Oxymetholone is a highly estrogenic steroid. Gynecomastia is often a concern during treatment, and may present itself quite early into a cycle (particularly when higher doses are used). At the same time water retention can become a problem, causing a notable loss of muscle definition as both subcutaneous water retention and fat levels build. To avoid strong estrogenic side effects, it may be necessary to use an anti-estrogen such as Nolvadex® or Clomid®. It is important to note that oxymetholone does not directly convert to estrogen in the body. This steroid is a derivative of dihydrotestosterone, and as such cannot be aromatized. Anti-aromatase compounds such as Cytadren and Arimidex® will, likewise, not effect the relative estrogenicity of this steroid.

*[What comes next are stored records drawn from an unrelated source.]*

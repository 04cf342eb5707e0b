use std::collections::HashMap;
use std::sync::{Arc, Mutex, PoisonError};

use crate::engine::Engine;
use crate::models::game_session::GameSession;

pub type SharedSession = Arc<Mutex<GameSession>>;
pub type SharedEngine = Arc<Mutex<Box<dyn Engine>>>;

/// Application state shared between connections
///
/// Each connection owns one session under its own lock. The engine process is
/// shared by every session and serialized by its lock; always take a session
/// lock before the engine lock.
pub struct AppState {
    pub sessions: Mutex<HashMap<String, SharedSession>>,
    pub engine: SharedEngine,
}

impl AppState {
    pub fn new(engine: Box<dyn Engine>) -> Self {
        Self {
            sessions: Mutex::new(HashMap::new()),
            engine: Arc::new(Mutex::new(engine)),
        }
    }

    pub fn register(&self, connection_id: &str, session: SharedSession) -> usize {
        let mut sessions = self.sessions.lock().unwrap_or_else(PoisonError::into_inner);
        sessions.insert(connection_id.to_string(), session);
        sessions.len()
    }

    pub fn unregister(&self, connection_id: &str) -> usize {
        let mut sessions = self.sessions.lock().unwrap_or_else(PoisonError::into_inner);
        sessions.remove(connection_id);
        sessions.len()
    }

    pub fn active_sessions(&self) -> usize {
        self.sessions
            .lock()
            .unwrap_or_else(PoisonError::into_inner)
            .len()
    }
}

Some have suggested that the high level of estrogenic activity in oxymetholone is actually due to the drug acting as a progestin, similar to nandrolone. The side effects of both estrogens and progestins can be very similar, which might have made this explanation a plausible one. There was a medical study examining the progestational activity of oxymetholone, however, and it determined that there was no such activity present.386 With such findings, it seems most plausible that oxymetholone can activate the estrogen receptor, similar to, but more profoundly than, the estrogenic androgen methandriol.

Excerpt From: Llewellyn, William. “Anabolics.” iBooks.